Palat shared Captivate’s attendance numbers at a Sept. 22 Board of Directors meeting. He had hoped 650 students would turn out to the event and that at

least 400 would pass through the beer garden. In total, 1,400 students came to Captivate and 880 went into the beer garden. According to Palat, the CSU hopes to host Captivate again. President and vice president nance and services, Perry Safari, indicated to the board that many students who were asked at the event likewise said they wished to see a repeat of it next year.

As for managing the remainder of the budget and making it last for the rest of the year, Palat indicated that future events might be ticketed to ensure the CSU can successfully manage them. “We knew [Captivate] would take 80 per cent of the budget, so it was expected,” he said. “The entire board approved of it almost unanimously.” However, the board of directors hasn’t passed planning tools for any other campus events for the rest of the year to date. Clubs and Collectives Day went ahead on Sept. 21 in the CSU Members Centre, and also drew more students than anticipated. However, the initiative drew from a different line of budget and didn’t affect the $5,000 that remains in the annual events budget.
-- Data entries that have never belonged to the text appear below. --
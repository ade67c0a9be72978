//! Heading tracker: raw gyro in, [0, 360) heading out.
//!
//! Wraps a [`Gyro`] and produces the normalized robot heading with
//! inversion and re-zeroing support. The raw sensor angle is unbounded
//! (turns accumulate); every public read lands in [0, 360) and is rounded
//! to three decimal places so comparison logic is not chasing sensor
//! jitter in the micro-degree digits.

use tiller_common::util::round_places;
use tiller_hal::device::{Gyro, HalError};

use crate::angles::normalize_angle;

pub struct HeadingTracker {
    gyro: Box<dyn Gyro>,
    inverted: bool,
    offset: f64,
}

impl HeadingTracker {
    /// Decimal places kept on the public heading.
    const PRECISION: i32 = 3;

    pub fn new(gyro: Box<dyn Gyro>, inverted: bool) -> Self {
        Self {
            gyro,
            inverted,
            offset: 0.0,
        }
    }

    /// Current heading in [0, 360).
    pub fn heading(&self) -> f64 {
        round_places(normalize_angle(self.oriented_angle() + self.offset), Self::PRECISION)
    }

    /// Rotation rate in degrees/second, inversion-adjusted, unclamped.
    pub fn rate(&self) -> f64 {
        if self.inverted {
            -self.gyro.rate()
        } else {
            self.gyro.rate()
        }
    }

    /// Declare the current physical orientation to be `angle` degrees.
    ///
    /// Recomputes the offset so the next [`HeadingTracker::heading`] call
    /// returns exactly `angle` (normalized). Used at match start to load a
    /// known starting orientation, or after a known reorientation.
    pub fn set_heading(&mut self, angle: f64) {
        // Clear the old offset, read the bare heading, then choose the
        // offset that cancels it and lands on the requested angle.
        self.offset = 0.0;
        self.offset = -self.heading();
        self.offset += angle;
    }

    /// Re-zero: declare the current orientation to be heading 0.
    pub fn reset(&mut self) {
        self.set_heading(0.0);
    }

    /// Run the underlying sensor's calibration. The robot must be at rest.
    pub fn calibrate(&mut self) -> Result<(), HalError> {
        self.gyro.calibrate()
    }

    #[inline]
    pub fn is_inverted(&self) -> bool {
        self.inverted
    }

    fn oriented_angle(&self) -> f64 {
        if self.inverted {
            -self.gyro.angle()
        } else {
            self.gyro.angle()
        }
    }
}

// ─── Tests ──────────────────────────────────────────────────────────
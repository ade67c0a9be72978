//! Subsystem claim sets.
//!
//! A claim set declares which shared subsystems a command exclusively
//! owns while it runs. The scheduler's claim table is the whole mutual
//! exclusion mechanism — there is only one thread, so no locks, but at
//! most one running command may hold any subsystem bit at a time.
//!
//! Bit assignments belong to the application: the robot crate defines one
//! constant per subsystem via [`ClaimSet::single`].

use bitflags::bitflags;

bitflags! {
    /// Set of exclusively-claimed subsystems, one bit each.
    #[derive(Debug, Clone, Copy, PartialEq, Eq, Default)]
    pub struct ClaimSet: u32 {
        // Bits are defined by the application, not here.
        const _ = !0;
    }
}

impl ClaimSet {
    /// Claim set holding only subsystem bit `bit` (0–31).
    pub const fn single(bit: u32) -> Self {
        Self::from_bits_retain(1 << bit)
    }
}

#[cfg(test)]
mod tests {
    use super::*;

    const DRIVE: ClaimSet = ClaimSet::single(0);
    const ARM: ClaimSet = ClaimSet::single(1);

    #[test]
    fn distinct_bits_do_not_conflict() {
        assert!(!DRIVE.intersects(ARM));
        assert!(DRIVE.intersects(DRIVE));
    }

    #[test]
    fn union_conflicts_with_each_member() {
        let both = DRIVE | ARM;
        assert!(both.intersects(DRIVE));
        assert!(both.intersects(ARM));
    }

    #[test]
    fn empty_set_never_conflicts() {
        assert!(!ClaimSet::empty().intersects(DRIVE));
        assert!(!DRIVE.intersects(ClaimSet::empty()));
    }
}
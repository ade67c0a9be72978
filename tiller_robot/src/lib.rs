//! # Tiller Robot
//!
//! The application layer tying the workspace together: configuration,
//! the application context, the drive commands, autonomous routine
//! compilation, and the fixed-rate tick loop.
//!
//! Per tick, in order:
//!
//! 1. operator input is polled once,
//! 2. the scheduler advances every active command,
//! 3. the drivetrain runs its control-loop math and publishes telemetry.
//!
//! Commands therefore always observe the previous tick's loop outputs,
//! never a partially recomputed current tick.

pub mod auto;
pub mod commands;
pub mod config;
pub mod context;
pub mod pacing;
pub mod telemetry;

pub use context::{DRIVE_CLAIM, RobotContext};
There were also a few noise complaints throughout the day. Palat explained that he had informed the neighbours of Captivate in advance and the Capilano Faculty Association (CFA). He requested to have classes in the Cedar building moved temporarily as well, although instructors didn’t receive the notice until school had started again for the semester. Despite the cost, Palat and the rest of the CSU consider Captivate to have been a success.